Two figures dressed in the rags of incongruous finery cantered slowly down the green lanes of central England: Alfgar, thane’s son, once favorite of a king; Daniel, a bishop without a retinue, still a king’s deadly enemy. Both had escaped with difficulty from Ivar’s riders by the Ouse, but had managed to end the day with a dozen guards between them, and money and rations enough to take them back in safety in Winchester. Then their troubles had begun. First they woke one morning to find their guards had simply deserted in the night, perhaps blaming their masters for defeat, perhaps seeing no reason any longer to put up with Alfgar’s caustic tongue, Daniel’s outbursts of fury. They had taken the food, money and horses with them. Striding across the fields towards the nearest church-spire, Daniel had insisted that as soon as he reached a priest, his episcopal authority would provide them with mounts and supplies. They had never reached the spire. In the troubled countryside, the churls had abandoned their homes for the summer and had built themselves shelters in the greenwood. The village priest had indeed recognized Daniel’s status, enough to persuade his parishioners not to kill the pair of wanderers, and even to leave Daniel his episcopal ring and cross, and the gold head of his crozier. They had taken everything else, including Alfgar’s weapons and silver arm-rings. After that, for three nights in a row the fugitives had lain belly-pinched in the dew, cold and afraid.

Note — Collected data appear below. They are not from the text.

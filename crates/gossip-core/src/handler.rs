//! Broadcast protocol handler.
//!
//! Node state is just the value store and the topology. Each inbound body
//! maps to one reply:
//!
//! | Inbound     | Effect                                           | Reply          |
//! |-------------|--------------------------------------------------|----------------|
//! | `broadcast` | insert, fan out to current neighbors             | `broadcast_ok` |
//! | `read`      | snapshot the store                               | `read_ok`      |
//! | `topology`  | replace neighbors with our entry                 | `topology_ok`  |
//! | `gossip`    | if new: insert and fan out; duplicates only ack  | `gossip_ok`    |
//!
//! Re-gossiping only new values means traffic for a value stops once every
//! node has it.

use crate::{Body, ErrorCode, GossipConfig, GossipSender, Topology, Transport, Value, ValueStore};
use std::sync::Arc;
use thiserror::Error;
use tracing::{debug, info, warn};

#[derive(Debug, Error, PartialEq, Eq)]
pub enum HandlerError {
    #[error("Malformed request: {0}")]
    Malformed(String),

    #[error("Unsupported message type: {0}")]
    NotSupported(String),
}

impl HandlerError {
    pub fn code(&self) -> ErrorCode {
        match self {
            Self::Malformed(_) => ErrorCode::MalformedRequest,
            Self::NotSupported(_) => ErrorCode::NotSupported,
        }
    }

    /// The `error` body to send back to the requester.
    pub fn to_body(&self) -> Body {
        Body::error(self.code(), self.to_string())
    }
}

pub struct BroadcastHandler {
    store: Arc<ValueStore>,
    topology: Arc<Topology>,
    sender: GossipSender,
}

impl BroadcastHandler {
    /// Create a handler for the node the transport speaks for.
    pub fn new(transport: Arc<dyn Transport>, config: GossipConfig) -> Self {
        let topology = Arc::new(Topology::new(transport.node_id().clone()));
        let sender = GossipSender::new(transport, topology.clone(), config);
        Self {
            store: Arc::new(ValueStore::new()),
            topology,
            sender,
        }
    }

    pub fn store(&self) -> &ValueStore {
        &self.store
    }

    pub fn topology(&self) -> &Topology {
        &self.topology
    }

    pub fn sender(&self) -> &GossipSender {
        &self.sender
    }

    /// Handle one request body and produce its reply.
    ///
    /// Never blocks on the network: fan-out runs on spawned tasks, so this
    /// must be called from within a Tokio runtime.
    pub fn handle(&self, body: Body) -> Result<Body, HandlerError> {
        match body {
            Body::Broadcast { message } => {
                self.on_broadcast(message);
                Ok(Body::BroadcastOk)
            }
            Body::Read => Ok(Body::ReadOk {
                messages: self.store.snapshot_sorted(),
            }),
            Body::Topology { topology } => {
                self.topology.apply_topology(&topology);
                Ok(Body::TopologyOk)
            }
            Body::Gossip { value } => {
                self.on_gossip(value);
                Ok(Body::GossipOk)
            }
            other => {
                warn!("Received {} as a request, not supported", other.type_name());
                Err(HandlerError::NotSupported(other.type_name().to_string()))
            }
        }
    }

    /// Decode a raw JSON body and handle it, turning failures into error replies.
    pub fn handle_json(&self, body: serde_json::Value) -> Body {
        match Body::from_json(body).and_then(|body| self.handle(body)) {
            Ok(reply) => reply,
            Err(e) => {
                debug!("Rejecting request: {}", e);
                e.to_body()
            }
        }
    }

    fn on_broadcast(&self, value: Value) {
        if self.store.insert(value) {
            info!("Broadcast {} accepted ({} values known)", value, self.store.len());
        } else {
            debug!("Broadcast {} already known, fanning out again", value);
        }
        self.sender.fan_out(value);
    }

    fn on_gossip(&self, value: Value) {
        // insert() is the check: two concurrent gossips of one value fan out once
        if self.store.insert(value) {
            debug!("Gossip {} is new, propagating", value);
            self.sender.fan_out(value);
        } else {
            debug!("Gossip {} already known", value);
        }
    }

    /// Stop all in-flight deliveries.
    pub async fn shutdown(&self) {
        self.sender.shutdown().await;
    }
}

Yet Alfgar, like his half brother and enemy Shef, was a child of the fen. He could make an eel-trap out of withies, could catch fish with a cloak-pin on twisted thread. Slowly the pair had ceased to hope for rescue, had learned to rely on themselves. The fifth day of their journey Alfgar had stolen two horses from an poorly guarded stud, and the herd-boy’s knife and his flea-infested blanket as well. After that they had made better time. It had not improved their humor.

At the ford of the Lea they had heard the news of the Frankish landing from a merchant disposed to be respectful to Daniel’s cross and ring. It had altered their plan.

“The Church does not fail her servants,” Daniel had declared, eyes red with rage and weariness. “I knew the stroke would fall. I did not know where or when. Now, to the glory of God, the pious King Charles has come to restore the faith. We will go to him and make our report—our report of those he must punish: the pagans, the heretics, the slack in faith. Then the evil Way-folk and the graceless adherents of Alfred will find that the quernstones of God grind slow, but they grind to the last grain.”

“Where do we have to go?” asked Alfgar sullenly, reluctant to follow Daniel’s lead but anxious to contact once again the side that might win, that might bring him vengeance on the ravisher, the bride-stealer, the one who had stolen first his woman, then his shire, and then his woman again. Every day he remembered a dozen times, with a shiver of shame, waking with the birch-twigs in his hand and the curious faces staring down: Didn’t you hear? He took your woman? Trussed up your father, with no arms or legs, but just left you to lie there? And you never woke?

“The Frankish fleet crossed the Narrow Sea and landed in Kent,” Daniel replied. “Not far from the see of St. Augustine in Canterbury. They are camped at a place called Hastings.”

Surveying the walls of Canterbury, his base at Hastings left for a careful, six-day foray, Charles the Bald, king of the Franks, sat on his horse and waited for the procession trailing from the open gates to reach him. He was sure enough what it was. In the lead he could see holy banners, choir-monks singing, censers waving. Behind them, carried in a chair of state, came a gray-bearded figure in purple and white, tall miter nodding: surely the archbishop of Canterbury, the primate of England. Though back at camp in Hastings, Charles reflected, he had Wulfhere, archbishop of York, who would probably dispute this archbishop’s claim. Perhaps he should have brought him and let the two old fools fight it out.